Amelia zuckte zusammen, als er plötzlich vor ihr stand, ihre Wangen röteten sich. „Oh, Mr. Beaumont, es tut mir leid. Ich fürchte, ich träume.“ Schnell wandte sie sich vom Schreibtisch ab und trat einen Schritt zurück, sodass einige Meter zwischen ihnen lagen. Es fiel ihr schwer zu atmen, so nah war er ihr. Fast immer vergaß sie zu atmen.

„Wovon hast du geträumt?“, fragte er und stand auf, genau wie sie.

„Nichts“, sagte sie und begann, die Akten auf ihrem Schreibtisch zu stapeln, die bereits perfekt geordnet waren.

„Natürlich“, antwortete er bedrückt, frustriert darüber, dass sie sich ihm diesmal nicht öffnete. Als sie das letzte Mal so aufgebracht gewesen war, hatte ihr Vermieter die Miete um mehrere hundert Dollar erhöht. Nicht, dass Amelia sich die höhere Miete nicht leisten konnte. Es war nur so, dass seine kleine Amelia, die sparsame Schnäppchenjägerin, die Mieterhöhung für ungerecht hielt. Seine erste Reaktion war gewesen, den verdammten Wohnkomplex zu kaufen und sie kostenlos dort wohnen zu lassen. Aber er wusste, dass sie sich dagegen wehren würde. Also hatte er sein Bestes getan. Er hatte ihr ein kleines Haus gekauft, von dem er wusste, dass sie es lieben würde, und es ihr dann über einen Zwischenhändler zu einem unwiderstehlichen Preis verkauft. Als ihre Mutter einen Unfall hatte und nicht mehr allein leben konnte, hatte er schnell ein privates Pflegeheim angerufen und einen Platz für Amelias Mutter zu einem erschwinglichen Preis gefunden. Er wusste, manche würden es finanzielle Unterstützung nennen, aber er dachte, es ginge ihm eher darum, sicherzustellen, dass sie sich keine Sorgen machen musste.

Warum sollte sie sich diesmal nicht von ihm helfen lassen? Was war so Persönliches geschehen, dass sie nicht mit ihm darüber sprechen konnte? Vertraute sie ihm etwa nicht? Diesen Gedanken verwarf sie sofort. Amelia vertraute ihm mehr als sich selbst. „Komm doch mit mir zum Mittagessen und erzähl mir, was los ist. Ich habe doch nichts Dringendes, oder?“

—Außer mir—, sagte eine sinnliche, weibliche Stimme von links.

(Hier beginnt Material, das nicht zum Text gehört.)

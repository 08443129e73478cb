//! Azure ingestion: subscriptions, then per-subscription resource modules.

pub mod storage;
pub mod vm;

use serde::Deserialize;
use serde_json::{Map, Value};
use tracing::{error, info, warn};

use strata_core::config::CleanupBehavior;
use strata_core::params::JobParameters;
use strata_core::{StrataError, StrataResult};
use strata_graph::{load_scope_nodes, GraphClient};

use crate::records::parse_records;
use crate::source::AzureSource;

pub const SCOPE_LABEL: &str = "AzureSubscription";
pub const SCOPE_PARAM: &str = "AZURE_SUBSCRIPTION_ID";

#[derive(Debug, Clone, Deserialize)]
pub struct AzureSubscription {
    pub id: String,
    #[serde(default)]
    pub name: Option<String>,
    #[serde(default)]
    pub state: Option<String>,
}

impl AzureSubscription {
    fn to_record(&self) -> Map<String, Value> {
        let mut record = Map::new();
        record.insert("id".to_string(), Value::from(self.id.clone()));
        if let Some(name) = &self.name {
            record.insert("name".to_string(), Value::from(name.clone()));
        }
        if let Some(state) = &self.state {
            record.insert("state".to_string(), Value::from(state.clone()));
        }
        record
    }
}

pub async fn sync(
    client: &GraphClient,
    source: &dyn AzureSource,
    params: &mut JobParameters,
    behavior: CleanupBehavior,
) -> StrataResult<()> {
    let raw = source
        .subscriptions()
        .await
        .map_err(|e| StrataError::provider(e.to_string()))?;
    let subscriptions: Vec<AzureSubscription> = parse_records(raw, "azure_subscriptions");
    if subscriptions.is_empty() {
        warn!("No Azure subscriptions available, nothing to sync");
        return Ok(());
    }

    let update_tag = params.update_tag();
    let records: Vec<Map<String, Value>> =
        subscriptions.iter().map(AzureSubscription::to_record).collect();
    load_scope_nodes(client, SCOPE_LABEL, &records, update_tag).await?;

    let mut failed_modules: Vec<String> = Vec::new();
    for subscription in &subscriptions {
        info!(subscription = %subscription.id, "Syncing Azure subscription");
        params.set(SCOPE_PARAM, subscription.id.clone());

        sync_one_subscription(
            client,
            source,
            &subscription.id,
            params,
            behavior,
            &mut failed_modules,
        )
        .await;

        params.unset(SCOPE_PARAM);
    }

    if failed_modules.is_empty() {
        Ok(())
    } else {
        Err(StrataError::provider(format!(
            "modules failed: {}",
            failed_modules.join(", ")
        )))
    }
}

async fn sync_one_subscription(
    client: &GraphClient,
    source: &dyn AzureSource,
    subscription_id: &str,
    params: &JobParameters,
    behavior: CleanupBehavior,
    failed_modules: &mut Vec<String>,
) {
    let mut contain = |module: &str, result: StrataResult<()>| {
        if let Err(e) = result {
            error!(provider = "azure", scope = subscription_id, module, error = %e, "Module sync failed");
            failed_modules.push(format!("azure/{subscription_id}/{module}"));
        }
    };

    let result = storage::sync(client, source, subscription_id, params, behavior).await;
    contain("storage", result);

    let result = vm::sync(client, source, subscription_id, params, behavior).await;
    contain("vm", result);
}

#[cfg(test)]
mod tests {
    use super::*;
    use serde_json::json;

    #[test]
    fn subscription_records_flatten() {
        let subscription = AzureSubscription {
            id: "sub-1".to_string(),
            name: Some("platform".to_string()),
            state: Some("Enabled".to_string()),
        };
        let record = subscription.to_record();
        assert_eq!(record["id"], json!("sub-1"));
        assert_eq!(record["state"], json!("Enabled"));
    }
}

Amelia knirschte mit den Zähnen, als die charmante Blondine lässig auf Matías zuging, sich an ihn schmiegte, ihm die Hand reichte und ihn küsste. Amelia unterdrückte den Impuls, der Frau eine Ohrfeige zu verpassen oder ihr die Augen auszustechen. Sie glaubte nicht, dass Matías es gutheißen würde, wenn seine Freundin von seiner kleinen Sekretärin begrapscht würde.

Obwohl Matías sich sofort entfernte, bemerkte Amelia, dass er seine Hand auf ihrem Rücken behielt. „Sabrina, was machst du hier?“, fragte er.

Die wunderschöne Blondine Sabrina lachte verführerisch und zwinkerte ihm zu. „Du warst in letzter Zeit ein ganz böser Junge! Ich hatte dir gesagt, du sollst mir Bescheid geben, wenn du wieder in die Stadt kommst, aber du hast dich einfach reingeschlichen. Zum Glück habe ich es herausgefunden, und jetzt bin ich hier, um dich zu entführen und mit dir essen zu gehen.“

—Ich hatte eigentlich geplant, heute mit Amelia auszugehen— sagte Matías.

Sabrina lächelte triumphierend. „Sei nicht albern, Liebling. Er hat schon zu Mittag gegessen und ich bin am Verhungern. Außerdem“, begann sie, bevor sie Matías ins Ohr flüsterte, „…“

Matías lächelte breit und lachte.

„Ganz gut“, sagte er zu Sabrina. Dann wandte er sich an Amelia und sagte: „Würde es Ihnen etwas ausmachen, wenn ich Ihnen die Rechnung für dieses Mittagessen gebe?“

Und gerade als er dachte, er könne wieder aufatmen, versperrte ihm das Schicksal erneut den Weg.